Hace cosa de un año, en la revista QUO, y por mediación de Miquel Barceló, publiqué este relato. Se llama "Dentro", como una de mis canciones favoritas, y tiene la particularidad de que se me pedía que hubiera un error científico. Es fácil de encontrar, de todas formas.
Era insoportable.
Se estaba volviendo loco y ya no era capaz de seguir sufriendo más tiempo.
Lo invadían, se apoderaban de su cerebro e inundaban de pensamientos ajenos cualquier pensamiento propio. Planes, sueños, ideas, desencantos, todo corría por sus neuronas. Todo extraño. Todo de fuera. Siempre doloroso, inevitable.
La primera vez que sucedió estaba sirviendo el vino de una barrica recién llegada de Hunter Valley a una botella. Estaba distraído, sin pensar en nada. El vino rojo giraba en el embudo, un remolino de burbujas siguiendo velozmente las aguas del reloj, vuelta tras vuelta. Entonces sintió el chispazo, una perla eléctrica que galvanizó su hipófisis. Retrocedió asustado, dejó caer la garrafa, el embudo, la botella, todo.
Su cerebro repiqueteaba como una campana, respondiendo a estímulos exteriores. Mucho tiempo después se daría cuenta de que estaba oyendo en su cabeza los pensamientos de la mujer que había venido a comprarle el vino.
Entonces no. Pasarían muchos días antes de que comprendiera la maldición que significa tener las cualidades de un telépata.
Al principio fue divertido. Saber qué discutían los vecinos, cuáles eran los motivos de sus alegrías y sus tristezas, sus problemas económicos, sus delirios de grandeza, sus soledades, sus mezquindades, sus pecados, sus adulterios, sus miedos. Una ventana a otras cabezas dentro de su cabeza.
Cualquier otro, tal vez, habría sacado partido a sus nuevas facultades, habría servido como agente especial del gobierno de Sydney, habría invertido en bolsa o aprovechado la situación para planear algún chantaje y así obtener buenos ingresos. Pero él no era más que un pobre vinatero: su bisabuelo todavía cazaba canguros con bumerán, ¿qué entendía de planes de pensiones, de acciones en alza o de opas hostiles sobre acuerdos referenciales y documentos-marco?
Y pronto fue, además, un suplicio.

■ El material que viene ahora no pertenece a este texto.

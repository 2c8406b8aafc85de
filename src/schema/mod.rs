//! Schemas: the fixed, ordered property lists records are built against.
//!
//! Schemas are described with [`SchemaDef`]/[`PropertyDef`] (usually loaded
//! from YAML, see [`document`]) and turned into immutable [`Schema`]s by the
//! [`SchemaRegistry`], which resolves nested record references.

pub mod document;
pub mod registry;
pub mod types;

use convert_case::{Case, Casing};
use serde::{Deserialize, Serialize};
use serde_json::Value as JsonValue;
use std::collections::HashMap;

use crate::error::RecordError;
use crate::value::FieldValue;

pub use document::{load_document, load_documents, SchemaDocument};
pub use registry::{compute_registration_order, SchemaRegistry};
pub use types::{Constraints, FieldType, StringFormat, TypeExpr};

/// Definition of a single property, as written in a schema document.
#[derive(Debug, Clone, PartialEq, Serialize, Deserialize)]
#[serde(deny_unknown_fields)]
pub struct PropertyDef {
    pub name: String,
    #[serde(rename = "type")]
    pub type_expr: TypeExpr,
    #[serde(default)]
    pub optional: bool,
    #[serde(default, skip_serializing_if = "Option::is_none")]
    pub doc: Option<String>,
    /// Documented default; reported by `Record::get_or_default`, never written to the wire.
    #[serde(default, skip_serializing_if = "Option::is_none")]
    pub default: Option<JsonValue>,
    #[serde(default, skip_serializing_if = "Option::is_none")]
    pub pattern: Option<String>,
    #[serde(default, skip_serializing_if = "Vec::is_empty")]
    pub allowed: Vec<String>,
    #[serde(default, skip_serializing_if = "Option::is_none")]
    pub format: Option<String>,
}

impl PropertyDef {
    /// A required property with no doc, default or constraints
    pub fn new(name: impl Into<String>, type_expr: TypeExpr) -> Self {
        Self {
            name: name.into(),
            type_expr,
            optional: false,
            doc: None,
            default: None,
            pattern: None,
            allowed: Vec::new(),
            format: None,
        }
    }

    /// Mark the property optional
    pub fn optional(mut self) -> Self {
        self.optional = true;
        self
    }

    /// Attach a doc string, carried into generated code
    pub fn with_doc(mut self, doc: impl Into<String>) -> Self {
        self.doc = Some(doc.into());
        self
    }

    pub fn with_default(mut self, default: JsonValue) -> Self {
        self.default = Some(default);
        self
    }

    /// Require string values to match a regular expression
    pub fn with_pattern(mut self, pattern: impl Into<String>) -> Self {
        self.pattern = Some(pattern.into());
        self
    }

    /// Restrict string values to a fixed set
    pub fn with_allowed<I, S>(mut self, allowed: I) -> Self
    where
        I: IntoIterator<Item = S>,
        S: Into<String>,
    {
        self.allowed = allowed.into_iter().map(Into::into).collect();
        self
    }

    /// Require a string format; only `date-time` is understood
    pub fn with_format(mut self, format: impl Into<String>) -> Self {
        self.format = Some(format.into());
        self
    }
}

/// Definition of a schema, as written in a schema document.
#[derive(Debug, Clone, PartialEq, Serialize, Deserialize)]
#[serde(deny_unknown_fields)]
pub struct SchemaDef {
    pub name: String,
    #[serde(default, skip_serializing_if = "Option::is_none")]
    pub doc: Option<String>,
    #[serde(default)]
    pub properties: Vec<PropertyDef>,
}

impl SchemaDef {
    /// A schema definition with the given properties in declaration order
    pub fn new(name: impl Into<String>, properties: Vec<PropertyDef>) -> Self {
        Self {
            name: name.into(),
            doc: None,
            properties,
        }
    }

    pub fn with_doc(mut self, doc: impl Into<String>) -> Self {
        self.doc = Some(doc.into());
        self
    }

    /// Names of the schemas referenced by any property, in declaration order.
    pub fn dependencies(&self) -> Vec<&str> {
        let mut deps: Vec<&str> = Vec::new();
        for property in &self.properties {
            for name in property.type_expr.referenced_schemas() {
                if !deps.contains(&name) {
                    deps.push(name);
                }
            }
        }
        deps
    }
}

/// A declared property of a registered schema.
#[derive(Debug, Clone)]
pub struct Property {
    name: String,
    label: String,
    field_type: FieldType,
    optional: bool,
    doc: Option<String>,
    default: Option<FieldValue>,
    constraints: Constraints,
}

impl Property {
    pub(crate) fn new(
        name: String,
        field_type: FieldType,
        optional: bool,
        doc: Option<String>,
        constraints: Constraints,
    ) -> Self {
        let label = name.to_case(Case::Camel);
        Self {
            name,
            label,
            field_type,
            optional,
            doc,
            default: None,
            constraints,
        }
    }

    pub(crate) fn set_default(&mut self, default: FieldValue) {
        self.default = Some(default);
    }

    /// Wire name
    pub fn name(&self) -> &str {
        &self.name
    }

    /// camelCase label used by `Record::describe`
    pub fn label(&self) -> &str {
        &self.label
    }

    /// Resolved type of the property
    pub fn field_type(&self) -> &FieldType {
        &self.field_type
    }

    /// True if the property may be absent or null
    pub fn is_optional(&self) -> bool {
        self.optional
    }

    /// Documentation from the schema definition
    pub fn doc(&self) -> Option<&str> {
        self.doc.as_deref()
    }

    /// Documented default, if any
    pub fn default_value(&self) -> Option<&FieldValue> {
        self.default.as_ref()
    }

    /// String constraints checked on every value
    pub fn constraints(&self) -> &Constraints {
        &self.constraints
    }

    /// Type-check a value for this property. `null` is only accepted for
    /// optional properties.
    pub fn accept(&self, value: FieldValue, path: &str) -> Result<FieldValue, RecordError> {
        if value.is_null() {
            return self.accept_null(path);
        }
        self.field_type.accept(value, &self.constraints, path)
    }

    /// Decode the wire value of this property.
    pub fn decode(&self, json: &JsonValue, path: &str) -> Result<FieldValue, RecordError> {
        if json.is_null() {
            return self.accept_null(path);
        }
        self.field_type.decode(json, &self.constraints, path)
    }

    fn accept_null(&self, path: &str) -> Result<FieldValue, RecordError> {
        match self.field_type {
            FieldType::Any => Ok(FieldValue::Any(JsonValue::Null)),
            _ if self.optional => Ok(FieldValue::Null),
            _ => Err(RecordError::mismatch(path, self.field_type.to_string(), "null")),
        }
    }
}

/// An immutable, registered schema.
#[derive(Debug, Clone)]
pub struct Schema {
    name: String,
    doc: Option<String>,
    properties: Vec<Property>,
    index: HashMap<String, usize>,
}

impl Schema {
    pub(crate) fn new(name: String, doc: Option<String>, properties: Vec<Property>) -> Self {
        let index = properties
            .iter()
            .enumerate()
            .map(|(i, p)| (p.name.clone(), i))
            .collect();
        Self {
            name,
            doc,
            properties,
            index,
        }
    }

    /// Schema name, unique within a registry
    pub fn name(&self) -> &str {
        &self.name
    }

    pub fn doc(&self) -> Option<&str> {
        self.doc.as_deref()
    }

    /// Declared properties in schema order
    pub fn properties(&self) -> &[Property] {
        &self.properties
    }

    /// Declared property by wire name
    pub fn property(&self, name: &str) -> Option<&Property> {
        self.position(name).map(|i| &self.properties[i])
    }

    /// Position of a declared property in schema order.
    pub fn position(&self, name: &str) -> Option<usize> {
        self.index.get(name).copied()
    }

    /// True if `name` is a declared property
    pub fn declares(&self, name: &str) -> bool {
        self.index.contains_key(name)
    }

    /// Declared property names in schema order
    pub fn property_names(&self) -> impl Iterator<Item = &str> {
        self.properties.iter().map(|p| p.name.as_str())
    }

    /// True if both are the same registration, or declare the same name and
    /// the same properties (names, optionality and types) in the same order.
    pub fn same_shape(&self, other: &Schema) -> bool {
        if std::ptr::eq(self, other) {
            return true;
        }
        self.name == other.name
            && self.properties.len() == other.properties.len()
            && self
                .properties
                .iter()
                .zip(&other.properties)
                .all(|(a, b)| {
                    a.name == b.name
                        && a.optional == b.optional
                        && a.field_type.same_shape(&b.field_type)
                })
    }

    pub fn len(&self) -> usize {
        self.properties.len()
    }

    pub fn is_empty(&self) -> bool {
        self.properties.is_empty()
    }
}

Los pensamientos ajenos se colaban en cualquier momento en su cabeza, solapándose, contradiciéndose, discutiendo. De día de noche, a cualquier hora, estuviera trabajando o descansara. Palabras obscenas, balances incorrectos, largas parrafadas adolescentes y recetas de cocina en idiomas desconocidos. Citas, peleas, errores, canciones y disculpas, informes incrédulos, chismes inútiles. No podía dormir, porque el contacto mental era perpetuo. No comía, incapaz de concentrarse en los sabores, en coordinar mano y boca, cuchara y paladar, sacudido como una marioneta por los estímulos electrónicos que se habían apoderado de su cerebro.
No sabía si acudir a doctores o a psiquiatras o directamente a un sacerdote. ¿Quién de todos podría ayudarle? Pero tenía que hacer algo. Como un kiwi demasiado expuesto a la intemperie, su cabeza podía estallar de un momento a otro.
Hizo de tripas corazón y acudió al médico. No se atrevió con la perspectiva de un exorcismo, ni se imaginaba confesando a un desconocido en un diván que temía haberse vuelto loco. El miedo a una lobotomía parcial casi no importaba: cualquier cosa menos continuar con aquel suplicio, con aquel ratón de pensamientos que lo roía por dentro.
El médico no pensó que estuviera loco, que quisiera llamar la atención o que se hubiera contagiado al cuerpo la profesión de servidor de vinos y escanciador de olvidos. Se colgó el estetoscopio de las orejas y solamente dijo:
--Está pasando mucho últimamente. Un defecto de fábrica de algunos modelos.
Sólo necesitó anestesia local y una enfermera anglo que ni siquiera era guapa. Le extrajeron el injerto del chip del teléfono móvil defectuoso del lóbulo cerebral y le dijeron que esperara un par de semanas antes de hacerse instalar uno nuevo. Y que no comprara más aparatos sin marca, que Taiwan ya no ofrecía la misma calidad que Centroamérica.
Cuando salió a la calle sólo pudo saborear el silencio unos minutos. A los pocos pasos advirtió que otra vez, como siempre, estaba solo.